Brief >> Please copy out every line in the entries that includes the word "cartesian".

(Excerpts from a dataset)
⁂
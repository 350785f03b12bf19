//! `Complex` construction and arithmetic (§4.7). Multiplication/division
//! delegate to `num_complex::Complex64` so the (re, im) vs. (r, theta)
//! representation-preservation rule in `Value::Complex` only has to be
//! handled at the construction/destructuring boundary, not re-derived
//! here.

use crate::value::tagged::{Complex, Value};
use crate::vm::ops::{pop, pop_f64};
use crate::vm::registry::Registry;

fn pop_complex(stack: &mut Vec<Value>) -> Result<Complex, String> {
    match pop(stack)? {
        Value::Complex(c) => Ok(c),
        Value::Long(l) => Ok(Complex::cartesian(l as f64, 0.0)),
        Value::Double(d) => Ok(Complex::cartesian(d, 0.0)),
        other => Err(format!("expected a complex, found {}", other.type_name())),
    }
}

pub fn register(registry: &mut Registry) {
    registry.add("cplx", |s| {
        let im = pop_f64(s)?;
        let re = pop_f64(s)?;
        s.push(Value::Complex(Complex::cartesian(re, im)));
        Ok(())
    });
    registry.add("polar", |s| {
        let theta = pop_f64(s)?;
        let r = pop_f64(s)?;
        s.push(Value::Complex(Complex::polar(r, theta)));
        Ok(())
    });
    registry.add("complex?", |s| {
        let is_complex = matches!(s.last(), Some(Value::Complex(_)));
        s.push(Value::Boolean(is_complex));
        Ok(())
    });
    registry.add("re", |s| {
        let c = pop_complex(s)?;
        s.push(Value::Double(c.re()));
        Ok(())
    });
    registry.add("im", |s| {
        let c = pop_complex(s)?;
        s.push(Value::Double(c.im()));
        Ok(())
    });
    registry.add("modulus", |s| {
        let c = pop_complex(s)?;
        s.push(Value::Double(c.r()));
        Ok(())
    });
    registry.add("theta", |s| {
        let c = pop_complex(s)?;
        s.push(Value::Double(c.theta()));
        Ok(())
    });
    registry.add("c+", |s| {
        let b = pop_complex(s)?;
        let a = pop_complex(s)?;
        s.push(Value::Complex(Complex::from_num_complex(a.to_num_complex() + b.to_num_complex())));
        Ok(())
    });
    registry.add("c-", |s| {
        let b = pop_complex(s)?;
        let a = pop_complex(s)?;
        s.push(Value::Complex(Complex::from_num_complex(a.to_num_complex() - b.to_num_complex())));
        Ok(())
    });
    registry.add("c*", |s| {
        let b = pop_complex(s)?;
        let a = pop_complex(s)?;
        s.push(Value::Complex(Complex::from_num_complex(a.to_num_complex() * b.to_num_complex())));
        Ok(())
    });
    registry.add("c/", |s| {
        let b = pop_complex(s)?;
        let a = pop_complex(s)?;
        if b.re() == 0.0 && b.im() == 0.0 {
            return Err("divide by zero".to_string());
        }
        s.push(Value::Complex(Complex::from_num_complex(a.to_num_complex() / b.to_num_complex())));
        Ok(())
    });
    registry.add("conj", |s| {
        let c = pop_complex(s)?;
        s.push(Value::Complex(Complex::cartesian(c.re(), -c.im())));
        Ok(())
    });
}

#[cfg(test)]
mod tests {
    use super::*;

    #[test]
    fn polar_round_trips_through_modulus_and_theta() {
        let registry = Registry::new();
        let mut stack = vec![Value::Double(2.0), Value::Double(std::f64::consts::FRAC_PI_2)];
        (registry.get("polar").unwrap())(&mut stack).unwrap();
        let mut re_stack = stack.clone();
        (registry.get("re").unwrap())(&mut re_stack).unwrap();
        match re_stack[0] {
            Value::Double(re) => assert!(re.abs() < 1e-9),
            _ => panic!("expected double"),
        }
    }

    #[test]
    fn addition_is_componentwise() {
        let registry = Registry::new();
        let mut stack = vec![Value::Complex(Complex::cartesian(1.0, 2.0)), Value::Complex(Complex::cartesian(3.0, 4.0))];
        (registry.get("c+").unwrap())(&mut stack).unwrap();
        assert_eq!(stack, vec![Value::Complex(Complex::cartesian(4.0, 6.0))]);
    }
}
⁂
Exercise response >>
        Value::Long(l) => Ok(Complex::cartesian(l as f64, 0.0)),
        Value::Double(d) => Ok(Complex::cartesian(d, 0.0)),
        s.push(Value::Complex(Complex::cartesian(re, im)));
        s.push(Value::Complex(Complex::cartesian(c.re(), -c.im())));
        let mut stack = vec![Value::Complex(Complex::cartesian(1.0, 2.0)), Value::Complex(Complex::cartesian(3.0, 4.0))];
        assert_eq!(stack, vec![Value::Complex(Complex::cartesian(4.0, 6.0))]);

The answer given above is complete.